Precision agriculture with Calian GNSS

An exclusive interview with Ken MacLeod, Director of Product Management and Gordon Echlin, Director of Business Development at Calian GNSS. Read the full story and additional exclusive interviews here.
What are the main challenges and issues for GNSS antennas in agriculture, as opposed to, say, surveying or construction? How do your products address them?
KM: Many agricultural applications use L-band GNSS corrections, which are broadcast from a geostationary satellite (located above the equator). If you’re close to the equator, the geostationary satellite is roughly above you. However, as you move away from the equator, the look angle gets lower and lower. In Canada and northern Europe for example, the look angle is low, and the signal path is longer than at the equator. Therefore, you need an antenna that has low elevation angle gain. Calian has several antenna products that have great low elevation angle gain.
One of the other differences is antenna mounting. Agriculture requires positional accuracy, so mounting an antenna on a farm machine is not a trivial matter. On metallic machinery, radio frequency surface currents and reflections (multipath) will degrade the antenna radiation pattern, and RF noise coming from other electronics on the machine can interfere with GNSS.
Most GNSS applications now are full band. The challenge is designing antennas that are small and full band, and which also reduce local multipath on the machine.
You mentioned that these antennas are small, but on a tractor, size, weight and power (SWAP) is not a big concern. So, why is size an issue?
KM: As you mentioned, for most large farm machinery, SWAP it’s not a problem. It is, however, for UAVs, which are being used to spray crops with herbicides and pesticides where a small light weight antenna is beneficial.
Do most farm machines now use two antennas for their heading?
KM: Many agricultural applications use the moving base technique to estimate a precise heading which can be used to monitor pass to pass overlap. Calian GNSS have smart antennas that support the moving base application.
You also need to sense obstructions on the ground, but I guess that somebody else deals with integrating other sensors, such as inertial ones, with GNSS.
GE: Calian GNSS smart antennas (GNSS receiver built-in to the antenna) have built in Inertial Measurement Units (IMU). We also have smart antennas that employ the L1-L5 observation pair rather than L1-L2, since the L5 signal is stronger and performs better under cover. L5 uses an enhanced signal architecture with 10x faster chipping rate (10.23MHz) offering more precise standard localization and improved multipath mitigation for reflections exceeding 29.3m
[Shared a screen with eight antenna models.]
What are the key characteristics of your antennas regarding precision agriculture?

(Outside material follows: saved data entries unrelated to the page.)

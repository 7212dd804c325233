//! `banditsim`: seedable simulation of the stochastic multi-armed bandit problem.
//!
//! An [`Environment`] holds several arms with fixed, hidden expected rewards
//! (each drawn from a standard normal at construction); pulling an arm returns
//! a noisy sample `N(mean, 1)`. Strategies must balance trying under-sampled
//! arms (exploration) against pulling the best-looking one (exploitation).
//!
//! **Strategies** (all behind the [`Strategy`] trait):
//! - [`Ucb1`]: confidence-bound selection, `avg_i + sqrt(2 ln t / (n_i + 1e-6))`.
//! - [`EpsilonGreedy`]: uniform random arm with fixed probability `epsilon`,
//!   otherwise the best average. Seedable.
//!
//! **Simulation**: [`Simulation`] plays every strategy against one shared
//! environment for a fixed number of rounds and records, per strategy and per
//! round, the mean over arms of the per-arm average reward. It is an iterator
//! over [`RoundRecord`]s; [`run`] drains it into a [`SimulationReport`].
//!
//! **Goals:**
//! - **Deterministic by default**: same config + seed → same metric sequences.
//! - **No global state**: logging goes through an injected [`Observer`]
//!   ([`NoopObserver`] by default, [`TracingObserver`] for `tracing` output).
//! - **Fail early**: bad parameters and out-of-range arms return
//!   [`BanditError`] before any state changes.
//!
//! **Boundary helpers** (used by the `banditsim` binary):
//! - [`SimulationInput`] / [`InputGenerator`]: the three-line input file format.
//! - [`Settings`]: TOML + environment configuration.
//!
//! **Non-goals:**
//! - Plotting, persistence formats, parallel or distributed runs.
//!
//! # Example
//!
//! ```rust
//! use banditsim::{Simulation, SimulationConfig};
//!
//! let cfg = SimulationConfig::new(4, 200, 0.1).seed(7);
//! let report = Simulation::new(cfg).unwrap().run().unwrap();
//!
//! let ucb = report.trace("UCB1").unwrap();
//! assert_eq!(ucb.metrics.len(), 200);
//! assert_eq!(ucb.pulls.iter().sum::<u64>(), 200);
//! ```
//!
//! # The stabilizer
//!
//! Every per-arm division adds [`PULL_STABILIZER`] (`1e-6`) to the pull count
//! instead of branching on zero. Unpulled arms therefore average to exactly 0
//! and, in UCB1, get a very large finite bonus once `t >= 2`. On round 1,
//! `ln(1) = 0` makes every UCB1 score 0 and the first-maximum tie-break
//! ([`argmax_first`]) picks arm 0.

#![forbid(unsafe_code)]

mod error;
pub use error::*;

mod utils;
pub use utils::*;

mod stats;
pub use stats::*;

mod decision;
pub use decision::*;

mod observer;
pub use observer::*;

mod env;
pub use env::*;

mod policy;
pub use policy::Strategy;

mod ucb;
pub use ucb::*;

mod egreedy;
pub use egreedy::*;

mod simulation;
pub use simulation::*;

mod input;
pub use input::*;

mod config;
pub use config::*;
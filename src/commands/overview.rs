//! Overview and header-range retrieval: `OVER`/`XOVER` (RFC 3977 Section
//! 8.3) and `HDR`/`XHDR` (RFC 3977 Section 8.5).
//!
//! Not present in the origin server (it predates these extensions), but
//! RFC 3977 Section 9.5-9.6 documents `XOVER`/`XHDR` as the legacy
//! (RFC 2980) command names clients still send, aliased straight onto
//! `OVER`/`HDR` — both names are wired to the same handler here.

use std::io::Write;

use bytes::Bytes;

use crate::capabilities::Capabilities;
use crate::commands::group::parse_range;
use crate::error::Result;
use crate::io::dot_writer::DotWriter;
use crate::response::{self, codes};
use crate::session::state::{Article, ArticleRange, SessionState};

/// Resolves the shared `[range|message-id]` argument form used by both
/// `OVER` and `HDR`: no argument means the current article, a leading `<`
/// means a message-id (single-article range), anything else is a
/// `first[-[last]]` range within the selected group.
fn resolve_range(state: &SessionState, arg: Option<&[u8]>) -> std::result::Result<ArticleRange, response::StatusText> {
    match arg {
        None => {
            let group = state
                .selected_group
                .as_ref()
                .ok_or(response::NO_GROUP_SELECTED)?;
            if state.cursor_id.is_empty() {
                return Err(response::NO_CURRENT_ARTICLE);
            }
            Ok(ArticleRange {
                article: Article {
                    group: Some(group.name.clone()),
                    number: Some(state.cursor),
                    message_id: Some(state.cursor_id.clone()),
                },
                last_number: state.cursor,
            })
        }
        Some(arg) if arg.first() == Some(&b'<') => Ok(ArticleRange {
            article: Article {
                group: None,
                number: None,
                message_id: Some(Bytes::copy_from_slice(arg)),
            },
            last_number: 0,
        }),
        Some(arg) => {
            let group = state
                .selected_group
                .as_ref()
                .ok_or(response::NO_GROUP_SELECTED)?;
            let (first, last) = parse_range(Some(arg));
            Ok(ArticleRange {
                article: Article {
                    group: Some(group.name.clone()),
                    number: Some(first),
                    message_id: None,
                },
                last_number: last,
            })
        }
    }
}

/// `OVER`/`XOVER`.
pub async fn handle_over<C: Capabilities>(
    state: &SessionState,
    caps: &C,
    args: &[Vec<u8>],
    out: &mut Vec<u8>,
) -> Result<()> {
    let range = match resolve_range(state, args.first().map(|v| v.as_slice())) {
        Ok(r) => r,
        Err(status) => {
            response::write_status(out, status);
            return Ok(());
        }
    };

    let mut body = Vec::new();
    if !caps.write_overview(&range, &mut body).await {
        response::write_status(out, response::NO_SUCH_ARTICLE_NUMBER);
        return Ok(());
    }

    response::write_status_line(out, codes::OVERVIEW_FOLLOWS, b"Overview information follows");
    let mut dw = DotWriter::new(out);
    dw.write_all(&body)?;
    dw.close()?;
    Ok(())
}

/// `HDR`/`XHDR`: `HDR header [range|message-id]`.
pub async fn handle_hdr<C: Capabilities>(
    state: &SessionState,
    caps: &C,
    args: &[Vec<u8>],
    out: &mut Vec<u8>,
) -> Result<()> {
    let Some(header) = args.first() else {
        response::write_status(out, response::SYNTAX_ERROR);
        return Ok(());
    };
    let range = match resolve_range(state, args.get(1).map(|v| v.as_slice())) {
        Ok(r) => r,
        Err(status) => {
            response::write_status(out, status);
            return Ok(());
        }
    };

    let mut body = Vec::new();
    if !caps.write_header(header, &range, &mut body).await {
        response::write_status(out, response::NO_SUCH_ARTICLE_NUMBER);
        return Ok(());
    }

    response::write_status_line(out, codes::HEADERS_FOLLOW, b"Headers follow");
    let mut dw = DotWriter::new(out);
    dw.write_all(&body)?;
    dw.close()?;
    Ok(())
}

GE: Our GNSS agriculture antennas support centimeter level precision, have best in class lower elevation angle gain enabling L-Band correction reception (at northern and southern latitudes), and eXtended Filtering (XF), which creates very deep attenuation of nearby out of band radio frequency signals.
KM: We have deep GNSS antenna knowledge and we know how to integrate receivers into antennas. So, out of the box, you can buy from Calian GNSS a fully functional smart GNSS antenna that outputs a digital signal. Having a digital signal from the antenna to the smart ag controller simplifies and reduces the cost of the installation. Many customers, especially in the autonomy space, know software very well but are not hardware specialists. We remove the problem of integrating an antenna and a receiver into their product, and customers can start solving their PNT application.
GE: There are many startups that don’t understand RF; there are not enough GNSS and RF guys around. Let us take care of the antenna rand receiver integration. Then customers just take the RS-422 or RS-232 signals and read the receiver’s messages or NMEA data and use our ROS2 driver.
Does the installation take place at the factory or at the dealership, or do growers do it themselves?
GE: We provide products to OEMs who designed our products into their machinery. There are also system integrators and aftermarket system providers that use our smart antennas. We offer advice and consulting services to customers who design the products and do the installs and ask us to recommend where they should place the antenna to get the best performance. Let’s say that you have a large metal roof with a patch antenna. The GNSS signal can bounce off the roof or run on top of a metal surface and reach the antenna and interfere with the direct signal. To mitigate these problems, we often provide installation advice.
What are some of the GNSS receivers that you use?
GE: Calian GNSS provides smart antenna products with Septentrio, uBlox or ST-Micro receivers built in. Our ceramic patch antennas typically use a ZED-F9P, which you can use as either a base or a rover. It can take in PPP-RTK corrections through L-band signals. We can also take commercial RTK services, such as those from Point One Navigation or from Swift Navigation. Or, if you have a big farm and many different pieces of equipment that need precise positioning, you could set up your own RTK base, which provide precise positioning for a radius of up to ~20 kilometers from the base station. The point is that we support correction services and are not bound to one service provider.